:: EXTRACTED RECORDS ::
======
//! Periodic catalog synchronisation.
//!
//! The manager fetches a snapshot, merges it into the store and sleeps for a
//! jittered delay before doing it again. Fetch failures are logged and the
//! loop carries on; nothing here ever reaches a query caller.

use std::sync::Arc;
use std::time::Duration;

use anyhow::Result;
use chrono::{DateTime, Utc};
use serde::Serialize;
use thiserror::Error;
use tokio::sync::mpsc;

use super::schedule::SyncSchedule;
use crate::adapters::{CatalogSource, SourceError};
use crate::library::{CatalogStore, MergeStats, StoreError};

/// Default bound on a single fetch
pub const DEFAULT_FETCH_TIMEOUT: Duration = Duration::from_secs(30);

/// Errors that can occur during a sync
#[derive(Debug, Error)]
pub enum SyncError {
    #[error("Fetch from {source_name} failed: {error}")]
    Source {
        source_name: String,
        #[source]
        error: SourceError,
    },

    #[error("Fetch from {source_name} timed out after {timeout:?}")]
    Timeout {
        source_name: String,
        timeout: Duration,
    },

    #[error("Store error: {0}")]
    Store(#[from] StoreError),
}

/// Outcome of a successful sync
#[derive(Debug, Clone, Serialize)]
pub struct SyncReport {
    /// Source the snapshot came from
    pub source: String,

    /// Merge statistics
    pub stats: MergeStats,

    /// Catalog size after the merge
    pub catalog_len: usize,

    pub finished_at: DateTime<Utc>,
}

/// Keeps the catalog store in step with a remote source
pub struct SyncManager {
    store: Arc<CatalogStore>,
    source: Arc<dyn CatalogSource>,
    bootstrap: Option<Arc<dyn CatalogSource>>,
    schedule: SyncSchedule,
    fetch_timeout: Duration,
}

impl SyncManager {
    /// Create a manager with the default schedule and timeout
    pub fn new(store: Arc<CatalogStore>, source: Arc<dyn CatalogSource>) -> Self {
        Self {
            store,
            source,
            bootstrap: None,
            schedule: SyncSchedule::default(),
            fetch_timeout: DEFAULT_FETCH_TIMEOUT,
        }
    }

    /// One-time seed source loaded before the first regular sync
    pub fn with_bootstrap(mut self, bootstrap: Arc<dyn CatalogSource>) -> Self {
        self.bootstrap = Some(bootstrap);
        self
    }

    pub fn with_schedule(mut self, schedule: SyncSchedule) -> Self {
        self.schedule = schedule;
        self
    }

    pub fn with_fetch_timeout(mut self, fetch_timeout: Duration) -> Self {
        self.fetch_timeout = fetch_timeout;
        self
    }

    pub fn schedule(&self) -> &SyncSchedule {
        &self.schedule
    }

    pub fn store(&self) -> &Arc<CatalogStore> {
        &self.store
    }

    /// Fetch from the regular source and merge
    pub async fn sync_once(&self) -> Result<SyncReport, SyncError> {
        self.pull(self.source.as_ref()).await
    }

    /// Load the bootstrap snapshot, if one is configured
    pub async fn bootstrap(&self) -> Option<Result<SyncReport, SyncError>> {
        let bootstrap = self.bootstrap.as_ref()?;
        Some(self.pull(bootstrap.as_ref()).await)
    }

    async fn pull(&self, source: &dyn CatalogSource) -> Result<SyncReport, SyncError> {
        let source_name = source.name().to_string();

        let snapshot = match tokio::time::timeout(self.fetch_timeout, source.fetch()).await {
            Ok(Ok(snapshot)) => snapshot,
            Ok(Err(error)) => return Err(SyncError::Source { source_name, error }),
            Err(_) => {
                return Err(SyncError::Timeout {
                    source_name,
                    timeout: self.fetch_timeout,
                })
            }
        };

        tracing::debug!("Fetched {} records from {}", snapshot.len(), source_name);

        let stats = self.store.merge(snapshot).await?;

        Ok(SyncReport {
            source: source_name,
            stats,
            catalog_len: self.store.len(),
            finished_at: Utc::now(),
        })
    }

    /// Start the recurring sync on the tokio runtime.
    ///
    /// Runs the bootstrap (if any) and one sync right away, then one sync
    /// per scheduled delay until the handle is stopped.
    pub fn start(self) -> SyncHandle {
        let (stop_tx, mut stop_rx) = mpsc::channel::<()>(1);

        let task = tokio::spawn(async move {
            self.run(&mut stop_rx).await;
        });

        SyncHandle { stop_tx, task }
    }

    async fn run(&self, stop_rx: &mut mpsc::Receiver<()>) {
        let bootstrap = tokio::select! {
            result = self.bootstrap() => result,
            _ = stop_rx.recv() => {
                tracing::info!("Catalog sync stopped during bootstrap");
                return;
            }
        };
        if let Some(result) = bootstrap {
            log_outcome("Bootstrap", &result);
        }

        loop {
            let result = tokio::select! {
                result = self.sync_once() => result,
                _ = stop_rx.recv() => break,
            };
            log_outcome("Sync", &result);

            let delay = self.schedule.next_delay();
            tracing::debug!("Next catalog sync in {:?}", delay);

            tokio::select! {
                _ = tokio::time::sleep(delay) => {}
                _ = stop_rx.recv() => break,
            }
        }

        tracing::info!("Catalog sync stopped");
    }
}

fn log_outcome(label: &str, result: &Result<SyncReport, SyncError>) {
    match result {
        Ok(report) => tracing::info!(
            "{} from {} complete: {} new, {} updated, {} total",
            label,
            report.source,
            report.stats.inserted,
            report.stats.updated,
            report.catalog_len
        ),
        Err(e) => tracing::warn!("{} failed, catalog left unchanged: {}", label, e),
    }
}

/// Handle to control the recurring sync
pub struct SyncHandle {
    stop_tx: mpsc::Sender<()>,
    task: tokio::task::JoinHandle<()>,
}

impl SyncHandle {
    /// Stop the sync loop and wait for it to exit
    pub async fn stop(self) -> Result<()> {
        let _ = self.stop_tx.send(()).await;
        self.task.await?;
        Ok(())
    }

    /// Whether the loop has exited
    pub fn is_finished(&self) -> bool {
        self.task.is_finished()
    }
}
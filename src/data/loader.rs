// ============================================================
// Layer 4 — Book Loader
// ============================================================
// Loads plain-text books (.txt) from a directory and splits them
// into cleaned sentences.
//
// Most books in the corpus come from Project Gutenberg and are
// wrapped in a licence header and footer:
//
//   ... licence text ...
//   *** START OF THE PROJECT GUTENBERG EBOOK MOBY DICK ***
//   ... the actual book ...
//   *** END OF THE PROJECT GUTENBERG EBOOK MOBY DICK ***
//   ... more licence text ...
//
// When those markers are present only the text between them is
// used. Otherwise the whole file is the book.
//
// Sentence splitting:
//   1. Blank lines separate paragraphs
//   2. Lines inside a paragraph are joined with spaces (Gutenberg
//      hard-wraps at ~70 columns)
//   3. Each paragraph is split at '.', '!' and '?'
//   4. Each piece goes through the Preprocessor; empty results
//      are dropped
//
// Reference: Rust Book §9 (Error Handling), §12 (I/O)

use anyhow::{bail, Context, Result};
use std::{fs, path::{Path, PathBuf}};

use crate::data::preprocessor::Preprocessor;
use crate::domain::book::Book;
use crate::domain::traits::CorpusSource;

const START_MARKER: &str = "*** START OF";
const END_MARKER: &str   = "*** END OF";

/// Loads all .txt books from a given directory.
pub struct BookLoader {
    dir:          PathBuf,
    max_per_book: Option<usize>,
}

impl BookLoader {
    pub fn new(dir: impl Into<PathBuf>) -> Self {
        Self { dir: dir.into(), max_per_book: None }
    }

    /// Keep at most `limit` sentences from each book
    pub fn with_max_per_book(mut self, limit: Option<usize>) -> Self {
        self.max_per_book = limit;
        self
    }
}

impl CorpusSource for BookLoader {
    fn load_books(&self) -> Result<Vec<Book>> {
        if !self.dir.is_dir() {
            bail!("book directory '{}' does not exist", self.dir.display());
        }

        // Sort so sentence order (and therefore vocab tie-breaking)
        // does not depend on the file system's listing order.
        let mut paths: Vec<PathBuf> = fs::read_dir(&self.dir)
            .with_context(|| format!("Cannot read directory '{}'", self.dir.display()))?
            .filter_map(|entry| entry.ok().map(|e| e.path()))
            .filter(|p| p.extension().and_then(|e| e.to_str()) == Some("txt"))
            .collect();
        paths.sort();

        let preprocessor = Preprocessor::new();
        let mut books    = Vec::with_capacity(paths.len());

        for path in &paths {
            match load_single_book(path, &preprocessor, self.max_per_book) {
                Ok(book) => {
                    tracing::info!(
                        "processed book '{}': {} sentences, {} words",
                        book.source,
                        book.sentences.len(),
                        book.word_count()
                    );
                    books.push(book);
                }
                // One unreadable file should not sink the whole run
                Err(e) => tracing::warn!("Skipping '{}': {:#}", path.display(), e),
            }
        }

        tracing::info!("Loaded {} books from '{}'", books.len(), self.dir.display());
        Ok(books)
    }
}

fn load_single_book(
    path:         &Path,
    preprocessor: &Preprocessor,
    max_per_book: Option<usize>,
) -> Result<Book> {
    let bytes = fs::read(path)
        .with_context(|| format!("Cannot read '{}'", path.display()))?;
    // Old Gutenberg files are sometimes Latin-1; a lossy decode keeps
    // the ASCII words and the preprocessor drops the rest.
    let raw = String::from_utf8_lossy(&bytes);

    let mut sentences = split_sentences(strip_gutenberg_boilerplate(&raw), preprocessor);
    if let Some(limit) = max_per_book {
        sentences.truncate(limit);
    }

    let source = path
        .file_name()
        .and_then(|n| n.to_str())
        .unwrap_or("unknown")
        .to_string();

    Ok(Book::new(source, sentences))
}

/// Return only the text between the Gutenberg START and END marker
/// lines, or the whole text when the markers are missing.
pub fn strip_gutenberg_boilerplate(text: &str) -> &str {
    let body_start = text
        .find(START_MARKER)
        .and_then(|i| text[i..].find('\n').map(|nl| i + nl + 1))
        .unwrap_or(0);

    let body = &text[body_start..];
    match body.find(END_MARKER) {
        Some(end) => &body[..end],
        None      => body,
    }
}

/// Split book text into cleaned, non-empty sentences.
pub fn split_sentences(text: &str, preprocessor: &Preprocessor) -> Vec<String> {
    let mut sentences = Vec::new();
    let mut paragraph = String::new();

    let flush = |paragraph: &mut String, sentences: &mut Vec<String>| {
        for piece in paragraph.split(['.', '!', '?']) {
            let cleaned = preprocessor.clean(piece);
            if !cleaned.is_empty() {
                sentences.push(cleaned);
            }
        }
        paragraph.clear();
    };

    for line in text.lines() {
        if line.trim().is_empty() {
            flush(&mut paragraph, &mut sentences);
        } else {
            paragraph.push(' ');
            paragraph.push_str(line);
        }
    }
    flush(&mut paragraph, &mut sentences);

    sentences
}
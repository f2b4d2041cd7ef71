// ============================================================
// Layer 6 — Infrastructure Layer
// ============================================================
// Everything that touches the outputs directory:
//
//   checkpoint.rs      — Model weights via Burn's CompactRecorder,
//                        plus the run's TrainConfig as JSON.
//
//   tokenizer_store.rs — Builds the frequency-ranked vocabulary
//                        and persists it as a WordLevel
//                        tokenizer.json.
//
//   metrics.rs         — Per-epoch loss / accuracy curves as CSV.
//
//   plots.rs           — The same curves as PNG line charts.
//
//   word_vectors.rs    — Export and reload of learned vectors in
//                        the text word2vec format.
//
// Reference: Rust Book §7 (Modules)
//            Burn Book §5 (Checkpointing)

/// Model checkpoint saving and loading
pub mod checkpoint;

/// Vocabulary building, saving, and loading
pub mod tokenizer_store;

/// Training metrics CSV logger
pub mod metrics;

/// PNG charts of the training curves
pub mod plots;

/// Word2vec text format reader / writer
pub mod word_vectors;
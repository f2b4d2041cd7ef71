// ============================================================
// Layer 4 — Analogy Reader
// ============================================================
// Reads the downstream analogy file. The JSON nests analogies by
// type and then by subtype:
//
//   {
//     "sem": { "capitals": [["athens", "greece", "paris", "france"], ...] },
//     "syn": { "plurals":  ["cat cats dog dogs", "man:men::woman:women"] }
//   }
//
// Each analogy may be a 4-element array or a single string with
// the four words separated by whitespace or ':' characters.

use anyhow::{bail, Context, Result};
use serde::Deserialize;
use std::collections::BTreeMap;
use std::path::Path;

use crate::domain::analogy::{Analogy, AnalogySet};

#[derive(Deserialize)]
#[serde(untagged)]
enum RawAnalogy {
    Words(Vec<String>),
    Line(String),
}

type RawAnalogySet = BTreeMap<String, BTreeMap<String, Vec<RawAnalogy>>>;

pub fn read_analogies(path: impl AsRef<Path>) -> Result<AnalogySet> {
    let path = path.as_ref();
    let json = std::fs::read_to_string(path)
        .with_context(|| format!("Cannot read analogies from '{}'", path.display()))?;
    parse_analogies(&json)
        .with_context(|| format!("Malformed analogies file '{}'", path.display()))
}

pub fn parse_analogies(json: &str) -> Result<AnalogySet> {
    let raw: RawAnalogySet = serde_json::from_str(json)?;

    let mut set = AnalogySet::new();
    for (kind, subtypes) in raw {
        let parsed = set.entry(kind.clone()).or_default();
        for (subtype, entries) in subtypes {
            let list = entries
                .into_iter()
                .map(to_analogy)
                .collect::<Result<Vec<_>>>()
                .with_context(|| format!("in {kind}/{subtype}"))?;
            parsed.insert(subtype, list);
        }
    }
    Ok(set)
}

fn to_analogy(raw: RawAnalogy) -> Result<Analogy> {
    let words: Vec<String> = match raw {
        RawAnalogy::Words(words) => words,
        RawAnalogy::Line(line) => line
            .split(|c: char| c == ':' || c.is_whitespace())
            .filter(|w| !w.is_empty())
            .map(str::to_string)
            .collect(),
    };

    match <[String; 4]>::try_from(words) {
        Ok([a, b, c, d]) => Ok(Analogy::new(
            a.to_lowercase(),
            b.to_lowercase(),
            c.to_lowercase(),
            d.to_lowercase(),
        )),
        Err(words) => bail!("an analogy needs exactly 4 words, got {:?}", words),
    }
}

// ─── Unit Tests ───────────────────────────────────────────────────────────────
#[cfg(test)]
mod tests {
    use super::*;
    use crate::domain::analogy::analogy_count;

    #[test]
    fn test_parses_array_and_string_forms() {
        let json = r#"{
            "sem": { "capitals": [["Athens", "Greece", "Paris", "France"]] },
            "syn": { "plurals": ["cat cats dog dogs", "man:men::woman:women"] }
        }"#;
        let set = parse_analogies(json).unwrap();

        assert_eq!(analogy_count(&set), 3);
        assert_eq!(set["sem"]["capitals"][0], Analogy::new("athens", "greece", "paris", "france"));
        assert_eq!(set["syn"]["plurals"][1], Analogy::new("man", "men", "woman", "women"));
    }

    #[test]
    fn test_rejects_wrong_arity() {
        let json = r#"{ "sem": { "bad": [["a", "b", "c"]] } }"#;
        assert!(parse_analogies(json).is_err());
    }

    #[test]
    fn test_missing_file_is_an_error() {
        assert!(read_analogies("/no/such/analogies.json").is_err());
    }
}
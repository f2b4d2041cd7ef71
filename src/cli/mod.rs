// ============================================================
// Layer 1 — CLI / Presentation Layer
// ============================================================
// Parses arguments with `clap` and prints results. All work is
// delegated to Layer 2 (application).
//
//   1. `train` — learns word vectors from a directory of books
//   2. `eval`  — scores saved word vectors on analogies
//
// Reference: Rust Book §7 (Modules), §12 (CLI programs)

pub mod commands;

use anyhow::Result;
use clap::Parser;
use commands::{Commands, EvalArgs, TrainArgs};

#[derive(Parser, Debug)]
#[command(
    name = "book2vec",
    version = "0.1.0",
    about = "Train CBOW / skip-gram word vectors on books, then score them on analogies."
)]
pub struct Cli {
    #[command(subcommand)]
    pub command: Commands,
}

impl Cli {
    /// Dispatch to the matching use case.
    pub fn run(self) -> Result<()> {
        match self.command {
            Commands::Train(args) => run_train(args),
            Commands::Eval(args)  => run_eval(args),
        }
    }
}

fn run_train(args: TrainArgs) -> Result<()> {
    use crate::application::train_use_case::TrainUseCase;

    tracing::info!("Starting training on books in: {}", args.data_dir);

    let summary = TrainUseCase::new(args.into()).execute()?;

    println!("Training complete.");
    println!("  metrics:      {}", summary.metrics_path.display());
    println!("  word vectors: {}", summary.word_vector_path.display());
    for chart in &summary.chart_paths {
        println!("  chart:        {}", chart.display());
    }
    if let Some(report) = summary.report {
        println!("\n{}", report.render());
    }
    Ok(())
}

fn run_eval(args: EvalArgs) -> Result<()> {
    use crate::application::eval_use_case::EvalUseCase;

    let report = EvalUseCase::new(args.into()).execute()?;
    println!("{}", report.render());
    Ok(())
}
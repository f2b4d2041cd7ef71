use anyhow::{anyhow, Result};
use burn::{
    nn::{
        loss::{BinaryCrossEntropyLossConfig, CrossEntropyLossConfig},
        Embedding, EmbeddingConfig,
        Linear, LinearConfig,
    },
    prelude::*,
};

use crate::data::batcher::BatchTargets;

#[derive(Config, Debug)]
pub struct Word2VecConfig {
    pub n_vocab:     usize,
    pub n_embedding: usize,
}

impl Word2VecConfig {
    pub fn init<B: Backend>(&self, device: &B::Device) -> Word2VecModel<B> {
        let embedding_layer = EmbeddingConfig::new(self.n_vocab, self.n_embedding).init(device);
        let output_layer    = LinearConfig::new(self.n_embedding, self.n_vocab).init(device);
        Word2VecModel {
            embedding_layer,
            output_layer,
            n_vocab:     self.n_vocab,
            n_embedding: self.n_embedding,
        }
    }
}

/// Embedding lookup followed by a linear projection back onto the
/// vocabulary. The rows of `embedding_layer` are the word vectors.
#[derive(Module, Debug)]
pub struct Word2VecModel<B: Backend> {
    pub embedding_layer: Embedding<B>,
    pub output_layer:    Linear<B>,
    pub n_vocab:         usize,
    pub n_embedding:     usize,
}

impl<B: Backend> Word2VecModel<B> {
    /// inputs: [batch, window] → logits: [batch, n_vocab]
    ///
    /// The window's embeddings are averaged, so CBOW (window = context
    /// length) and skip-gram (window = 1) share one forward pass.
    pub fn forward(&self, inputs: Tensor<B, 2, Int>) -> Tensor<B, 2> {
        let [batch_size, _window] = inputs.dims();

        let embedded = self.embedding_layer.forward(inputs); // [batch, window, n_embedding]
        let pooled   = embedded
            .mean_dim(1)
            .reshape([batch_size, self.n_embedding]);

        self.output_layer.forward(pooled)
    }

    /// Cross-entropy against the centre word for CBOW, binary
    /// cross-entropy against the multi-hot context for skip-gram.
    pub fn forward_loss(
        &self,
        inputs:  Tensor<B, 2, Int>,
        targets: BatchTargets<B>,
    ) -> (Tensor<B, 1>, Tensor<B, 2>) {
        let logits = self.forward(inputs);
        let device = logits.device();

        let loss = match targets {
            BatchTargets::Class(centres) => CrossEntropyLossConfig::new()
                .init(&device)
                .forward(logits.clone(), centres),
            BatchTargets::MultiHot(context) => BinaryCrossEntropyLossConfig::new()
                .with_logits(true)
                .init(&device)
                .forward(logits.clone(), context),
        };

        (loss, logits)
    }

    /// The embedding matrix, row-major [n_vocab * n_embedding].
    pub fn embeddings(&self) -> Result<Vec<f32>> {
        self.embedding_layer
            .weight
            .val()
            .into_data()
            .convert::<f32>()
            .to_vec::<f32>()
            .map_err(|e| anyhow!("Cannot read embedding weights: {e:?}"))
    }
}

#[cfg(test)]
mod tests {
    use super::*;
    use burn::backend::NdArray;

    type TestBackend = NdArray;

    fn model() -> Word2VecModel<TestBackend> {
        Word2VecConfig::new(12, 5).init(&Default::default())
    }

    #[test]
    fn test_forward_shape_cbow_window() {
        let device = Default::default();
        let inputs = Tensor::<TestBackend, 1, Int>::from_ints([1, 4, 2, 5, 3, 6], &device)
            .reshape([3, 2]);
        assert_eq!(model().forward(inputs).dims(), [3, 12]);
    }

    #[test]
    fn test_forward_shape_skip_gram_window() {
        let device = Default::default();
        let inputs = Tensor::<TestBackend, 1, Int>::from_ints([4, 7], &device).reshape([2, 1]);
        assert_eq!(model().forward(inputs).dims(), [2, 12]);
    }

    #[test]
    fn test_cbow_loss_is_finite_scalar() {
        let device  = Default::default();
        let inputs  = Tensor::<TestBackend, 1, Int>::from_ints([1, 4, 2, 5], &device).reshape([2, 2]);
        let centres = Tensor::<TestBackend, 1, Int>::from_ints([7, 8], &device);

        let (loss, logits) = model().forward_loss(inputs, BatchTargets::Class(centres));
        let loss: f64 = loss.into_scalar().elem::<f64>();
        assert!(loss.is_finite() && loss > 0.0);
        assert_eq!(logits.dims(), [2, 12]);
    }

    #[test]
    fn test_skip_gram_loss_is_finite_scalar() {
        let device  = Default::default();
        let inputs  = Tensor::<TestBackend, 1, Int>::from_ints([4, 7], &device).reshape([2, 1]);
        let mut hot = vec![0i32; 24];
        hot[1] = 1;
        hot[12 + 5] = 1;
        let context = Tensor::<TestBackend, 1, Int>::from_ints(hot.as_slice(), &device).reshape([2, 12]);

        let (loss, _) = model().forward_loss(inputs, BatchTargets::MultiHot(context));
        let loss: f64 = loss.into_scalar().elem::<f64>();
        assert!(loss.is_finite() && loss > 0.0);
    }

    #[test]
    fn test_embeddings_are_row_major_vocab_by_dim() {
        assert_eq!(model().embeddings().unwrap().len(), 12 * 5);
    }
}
======
:: TASK BRIEF ::
Copy range, inclusive: the line holding "let summary = TrainUseCase::new(args.into()).execute()?;" to the line holding "fn run_eval(args: EvalArgs)". Reproduce exactly those lines of the records above and no others.

:: REPLY TO THE EXERCISE ::
    let summary = TrainUseCase::new(args.into()).execute()?;

    println!("Training complete.");
    println!("  metrics:      {}", summary.metrics_path.display());
    println!("  word vectors: {}", summary.word_vector_path.display());
    for chart in &summary.chart_paths {
        println!("  chart:        {}", chart.display());
    }
    if let Some(report) = summary.report {
        println!("\n{}", report.render());
    }
    Ok(())
}

fn run_eval(args: EvalArgs) -> Result<()> {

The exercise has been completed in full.